Dans une déclaration à l’agence Lusa, le président du Syndicat National du Corps de la Garde Pénitentiaire (SNCGP) a indiqué que la grève des gardes pénitentiaires de la prison pour femmes de Tires, à Cascais, a enregistré une participation entre 85 % et 90 % et a révélé que le syndicat a déjà déposé « plusieurs plaintes contre la directrice pour violation des services minimums ».
Le responsable a expliqué que les plaintes ont pour origine le fait que la directrice « force à effectuer des services minimums qui ne sont pas des services minimums », allant des « diligences qui ne devraient pas être faites » à des situations où « des entreprises entrent dans l’établissement pénitentiaire et ne devraient pas entrer » car « le collège arbitral a estimé qu’il ne s’agissait pas de services minimums ».
Selon Frederico Morais, à l’intérieur de la prison de Tires, on vit « dans une arrogance » et « la direction générale [de Réinsertion et Services Pénitentiaires] ne fait rien contre cela », citant ce qu’il a qualifié de « cas caricatural ».
« Pendant cette grève, une détenue a été extradée de Colombie vers le Portugal. Le groupe d’intervention a récupéré la détenue. Cela faisait partie des services minimums, mais la directrice pensait qu’il ne fallait pas recevoir la détenue. Le sous-directeur général a dû obliger la directrice à l’accueillir », a-t-il relaté.
Frederico Morais a indiqué que le syndicat a déposé une plainte auprès du tribunal « chaque fois qu’elle [la directrice] viole les services minimums », comptant quatre depuis le début de la grève, le 22 avril, et estimant qu’ils pourront « continuer à déposer ».

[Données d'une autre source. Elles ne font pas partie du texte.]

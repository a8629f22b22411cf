//! Sidepot - Wager Escrow and Settlement Engine
//!
//! Holds player-versus-player wagers for a multiplayer game host: 1v1
//! duels and zone-scoped free-for-alls. A single worker task owns all
//! wager state and settles it against host lifecycle events; the HTTP
//! gateway is the host-facing surface.

pub mod commands;
pub mod config;
pub mod directory;
pub mod engine;
pub mod errors;
pub mod events;
pub mod gateway;
pub mod ledger;
pub mod metrics;
pub mod notice;
pub mod registry;
pub mod settlement;
pub mod types;

pub use engine::{CommandReply, Engine, EngineHandle};
pub use errors::{LedgerError, WagerError};
pub use types::{Credits, DuelId, ParticipantId, Presence, ZoneId};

Le président du SNCGP a également annoncé qu’ils ont décidé la semaine dernière de prolonger la grève, qui devait se terminer aujourd’hui, jusqu’à la fin juin.
Selon le responsable syndical, avec le prolongement de la grève d’un mois supplémentaire, les gardes pénitentiaires pourront « travailler en sécurité » car « il n’y a pas autant d’activités inutiles ».
Frederico Morais a expliqué qu’il y a plusieurs activités qui obligent les détenues à être sans surveillance en raison de l’insuffisance de gardes pénitentiaires.
« Ainsi, nous pouvons canaliser les gardes vers les services nécessaires, pour contrôler les visites, effectuer les diligences, contrôler les cours et garantir la sécurité des personnels pour qu’ils puissent travailler, et cela nous a obligés à poursuivre la grève, car il n’y a pas assez de gardes au Portugal, nous sommes très peu nombreux, et cela nous oblige à ces stratégies de faire grève pour assurer la sécurité dans les prisons », a-t-il justifié.
Selon le responsable, l’établissement pénitentiaire de Tires emploie habituellement entre 60 et 70 gardes pénitentiaires, mais il en faudrait 120 ou 130.
Frederico Morais a ajouté que la direction syndicale et la Direction Générale de Réinsertion et Services Pénitentiaires sont en « dialogue permanent » pour parvenir à un accord et que, si la Direction Générale « accepte de suspendre certaines activités et diligences », ils pourraient mettre fin à la grève.
Les gardes pénitentiaires exigent plus de sécurité et le retour du chef principal, qui, suite à des divergences présumées avec la directrice de la prison de Tires, est retourné à la prison de Carregueira (Sintra), d’où il avait été transféré pour la prison pour femmes au début du mois de mars.
Parmi les services minimums proposés par le SNCGP et convenus avec la Direction Générale de l’Administration et de l’Emploi Public (DGAEP), figurent l’ouverture des cellules pour deux heures de récréation en plein air par jour, consécutives ou décalées ; la possibilité d’une visite hebdomadaire ; l’ouverture du bar une fois par semaine ; et l’acheminement et le retour de la crèche des enfants dont les mères sont incarcérées à Tires.
Le collège arbitral a également ordonné qu’il soit assuré à toutes les détenues la participation à « des activités professionnelles dynamisées par des entreprises externes », ainsi que « des activités éducatives aux différents niveaux d’enseignement et dans les actions de formation professionnelle programmées en cours, tant que certifiées ».